In my opinion, the fashion in Chinatown Pretty's portraits looks so hip and modern despite the joyous models wearing them all being well past retirement age because of the authenticity of the textiles, patterns, and details like stitching. "A lot of it's hand-me-down, or gifted, or clothes they've had for decades that might have been custom-made in Hong Kong. To us, it looks vintage to our generation." Whereas today's fast fashion or even vintage/thrifted outfits are facsimiles of the past, the clothing worn by the subjects in Chinatown Pretty are the originals — garments made before mass manufacturing, that has been carefully maintained throughout the decades.
"A lot of the women worked in sewing factories," Andria says. "They were seamstresses for work so there's a lot of handmade items that are part of the style. You can tell there's like story history there… A lot of it, you don't notice until you look really closely. Like, 'Oh, this is like a hand stitch cuff' or the patterns and the like tender details."
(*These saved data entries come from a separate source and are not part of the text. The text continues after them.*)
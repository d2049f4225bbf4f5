use crate::error::Result;
use crate::question::Quiz;

/// Serialize questions as a pretty-printed JSON array (2-space indent).
/// Absent images are left out instead of written as `null`.
pub fn quiz_to_json(quiz: &Quiz) -> Result<String> {
    Ok(serde_json::to_string_pretty(quiz)?)
}
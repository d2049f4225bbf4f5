//! Error types for the quiz extractor.

use std::path::PathBuf;

use thiserror::Error;

/// Result type alias using QuizError.
pub type Result<T> = std::result::Result<T, QuizError>;

/// Errors that abort an extraction. Parsing itself never fails; only file
/// access, config loading and serialization can.
#[derive(Debug, Error)]
pub enum QuizError {
    #[error("failed to read {}: {source}", path.display())]
    ReadInput {
        path: PathBuf,
        #[source]
        source: std::io::Error,
    },

    #[error("failed to write {}: {source}", path.display())]
    WriteOutput {
        path: PathBuf,
        #[source]
        source: std::io::Error,
    },

    #[error("failed to serialize quiz: {0}")]
    Serialize(#[from] serde_json::Error),

    #[error("failed to read config {}: {source}", path.display())]
    ConfigRead {
        path: PathBuf,
        #[source]
        source: std::io::Error,
    },

    #[error("invalid config {}: {source}", path.display())]
    ConfigParse {
        path: PathBuf,
        #[source]
        source: toml::de::Error,
    },
}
Chinatown Pretty, the book, features portraits and stories from six historic Chinatowns in North America, but as anybody will tell you, they are not all equal. The fashion of the seniors in these Chinatowns are very much products of their environment and where they (or their family) emigrated from.
For example, Andria says the seniors in New York City's Chinatown (Manhattan) are more difficult to approach than San Francisco's. Weather plays a big part in setting the mood for encounters. New York City in the winter is not an ideal time to go bugging bundled up seniors trying to go about their day. Andria says puffers made it hard to see what seniors might be wearing underneath; the clothing is more functional than fashionable. As such, the stylings of San Francisco's senior Asians are not representative of all elderly Asians and Chinatowns. But they arguably have the most eclectic style.
Chinatown Pretty resonates more today than it did when the very first post was published on the Instagram feed seven years ago. The past few years have been a real wake-up call for AAPI. COVID-fueled racism and violence against AAPI communities — the attacks on AAPI elderly are always the most disturbing of all — remind me how precious our culture and community are.
These stories must not be forgotten.
As an AAPI creative, I owe it to myself and to future generations, to help dismantle the concept of the model minority. I love to see writers, photographers, and filmmakers, like Valerie Luu, Andria Lo, and Andy To, respectively, are out there raising awareness about our communities through their creative endeavors.
On the surface, Chinatown Pretty is a feed or book of well-dressed seniors. But through their garments, their stories bubble up. There is wisdom stitched into their shirt sleeves and pant cuffs. These stories must not be forgotten.